Extracting DNA Using Magnetic Beads
Magnetic bead capture is the newest method of extracting DNA. Whole blood DNA isolation using magnetic beads works by capturing DNA on magnetic beads coated with a matrix of silica for binding nucleic acids.
As with the precipitation chemistry methods, the whole blood cells first must be lysed using SDS or similar detergents. The next step involves mixture of the lysed cells and magnetic beads, allowing DNA to bind the beads.
Several rounds of washing in the presence of a magnetic field then separates the DNA captured on magnetic beads from other unbound cellular contaminants. Then, a low-salt buffer elutes the DNA from the beads.
Some studies, including a review by Carpi et al., indicate that magnetic beads can be the fastest method.1 However, this speed comes at a price—both monetarily and to your DNA yield and purity.2 The magnetic bead approach can result in up to 20% reduction to your DNA yield. Also, any magnetic bead carryover contaminates your DNA sample and interferes with downstream applications. Lastly, it is the most expensive method because it requires magnetic capture stands, plates, and magnetic beads.
Parting Words of Advice
No matter which method you choose, things can go wrong. Here are a few useful tips that you can incorporate to ensure high quality, high yield genomic DNA from whole blood for your downstream applications:
- Do a pilot experiment. Before embarking on a new technique with lots of samples, start out small. You will find out where the pitfalls are and you will be able to optimize your procedure to perfection before spending a lot of time and money on the real experiment.

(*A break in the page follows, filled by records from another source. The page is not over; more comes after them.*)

//! Request and response logging.

use ruo_core::{BoxFuture, PipelineError, Reply};
use tracing::info;

use crate::context::RequestContext;
use crate::stage::{Flow, ResponseStage, Stage};
use crate::stages::hooks::StageTimings;
use crate::types::Request;

/// Logs each request once its operation is known.
#[derive(Debug, Clone, Copy, Default)]
pub struct RequestLoggingStage;

impl Stage for RequestLoggingStage {
    fn name(&self) -> &'static str {
        "request_logging"
    }

    fn process<'a>(
        &'a self,
        ctx: &'a mut RequestContext,
        request: &'a mut Request,
    ) -> BoxFuture<'a, Result<Flow, PipelineError>> {
        info!(
            request_id = %ctx.request_id(),
            operation_id = ctx.operation_id().unwrap_or("-"),
            http.method = %ctx.method(),
            http.path = ctx.path(),
            http.query = request.uri().query().unwrap_or(""),
            body_bytes = request.body().len(),
            "Request received"
        );
        Box::pin(std::future::ready(Ok(Flow::Continue)))
    }
}

/// Logs every response with its status and timings.
#[derive(Debug, Clone, Copy, Default)]
pub struct ResponseLoggingStage;

impl ResponseStage for ResponseLoggingStage {
    fn name(&self) -> &'static str {
        "response_logging"
    }

    fn process<'a>(
        &'a self,
        ctx: &'a mut RequestContext,
        reply: &'a mut Reply,
    ) -> BoxFuture<'a, ()> {
        let handler_ms = ctx
            .get_extension::<StageTimings>()
            .and_then(StageTimings::handler_duration)
            .map(|d| d.as_secs_f64() * 1000.0);
        let principal = ctx
            .principal()
            .map_or_else(|| "-".to_string(), |p| p.log_id());

        info!(
            request_id = %ctx.request_id(),
            operation_id = ctx.operation_id().unwrap_or("-"),
            http.method = %ctx.method(),
            http.path = ctx.path(),
            http.status_code = reply.status().as_u16(),
            principal = %principal,
            duration_ms = ctx.elapsed().as_secs_f64() * 1000.0,
            handler_ms,
            "Request completed"
        );
        Box::pin(std::future::ready(()))
    }
}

- Use a DNA preservative. A number of DNA stabilizing reagents have appeared on the market in recent years. These are liquid reagents that you can add to your blood sample immediately after isolation to inhibit nuclease activity and potential contaminating microorganisms. This allows you to store your unprocessed blood for extended periods of time without having to worry about DNA degradation. Another advantage is that you can process all samples for an experiment together, thereby reducing a source of variation. Some of the commercially available products require removal of the stabilizer prior to downstream applications, so watch out for this!
- Quantity your DNA correctly. The presence of contaminants, degraded DNA and RNA in a genomic DNA preparation will influence your results. Unfortunately, you may not always catch these invaders if relying on one method of quantification. Therefore, it is wise to use a combination of spectrophotometry and agarose gel electrophoresis to both visualize and quantify genomic DNA, before embarking on time-consuming and costly downstream applications.
- Use the online community. There is a plethora of help available online from other scientists who may have solved the exact issue that is troubling you. ResearchGate, Protocol Online and LinkedIn groups are all worth checking out. Similarly, technical support from suppliers is another excellent resource for troubleshooting and general advice.
In the end…
Advances in biotechnology, cell biology, biochemistry and life sciences in general have really spoiled us for choice in the lab. Nowadays, it seems as though there is a kit for everything! However, as with almost all laboratory techniques from structural biology to molecular biophysics, each method has its own advantages and disadvantages. The protocol overviews and tips presented here should help you on your way in choosing a path for whole blood DNA extraction. The right technique for your research is probably the one that provides you with the best quality DNA easily and quickly.
- Carpi FM, Di Pietro F, Vincenzetti S, Mignini F, Napolioni V. (2011) Human DNA extraction methods: patents and applications. Recent Pat DNA Gene Seq. Apr;5(1):1-7.
- Chacon-Cortes D, Griffiths LR. (2014) Methods for extracting genomic DNA from whole blood samples: current perspectives. Journal of Biorepository Science for Applied Medicine. 2: 1–9.